*TASK INPUTS*:
★ ★ ★ ★

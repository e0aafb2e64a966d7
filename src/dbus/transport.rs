use std::process::Stdio;

use async_trait::async_trait;
use tokio::process::Command;
use tracing::{debug, error, instrument};

use super::DbusError;

/// Executes one tokenized command line and returns its standard output.
///
/// Implementations must not retry. A command that cannot be started is a
/// [`DbusError::Fatal`]; a command that ran and exited non-zero is a
/// [`DbusError::ReturnCode`] and its output is discarded.
#[async_trait]
pub trait Transport: Send + Sync {
    /// Runs `command` to completion.
    ///
    /// # Errors
    /// Returns `DbusError::Fatal` if the process cannot be spawned and
    /// `DbusError::ReturnCode` if it exits unsuccessfully.
    async fn run(&self, command: &[String]) -> Result<String, DbusError>;
}

/// Transport that spawns each command as a child process.
///
/// The child gets an empty stdin and a discarded stderr; stdout is captured in
/// full and the child is always reaped before `run` returns.
#[derive(Debug, Clone, Copy, Default)]
pub struct ProcessTransport;

impl ProcessTransport {
    /// Creates a process transport
    pub fn new() -> Self {
        Self
    }
}

#[async_trait]
impl Transport for ProcessTransport {
    #[instrument(skip(self), fields(program = command.first().map(String::as_str)))]
    async fn run(&self, command: &[String]) -> Result<String, DbusError> {
        let (program, args) = command.split_first().ok_or_else(|| DbusError::Fatal {
            program: String::new(),
            source: std::io::Error::new(std::io::ErrorKind::InvalidInput, "empty command line"),
        })?;

        debug!(?args, "Spawning D-Bus command");

        let output = Command::new(program)
            .args(args)
            .stdin(Stdio::null())
            .stdout(Stdio::piped())
            .stderr(Stdio::null())
            .kill_on_drop(true)
            .output()
            .await
            .map_err(|source| {
                error!("DBus fatal error: {source}");
                DbusError::Fatal {
                    program: program.clone(),
                    source,
                }
            })?;

        if !output.status.success() {
            debug!(status = %output.status, "D-Bus command exited unsuccessfully");
            return Err(DbusError::ReturnCode {
                program: program.clone(),
                code: output.status.code(),
            });
        }

        Ok(String::from_utf8_lossy(&output.stdout).into_owned())
    }
}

★ ★ ★ ★

*PROBLEM DESCRIPTION*:
Among the lines above, which ones hold the string "empty"? Show them.

*WORKED SOLUTION*:
/// The child gets an empty stdin and a discarded stderr; stdout is captured in
            source: std::io::Error::new(std::io::ErrorKind::InvalidInput, "empty command line"),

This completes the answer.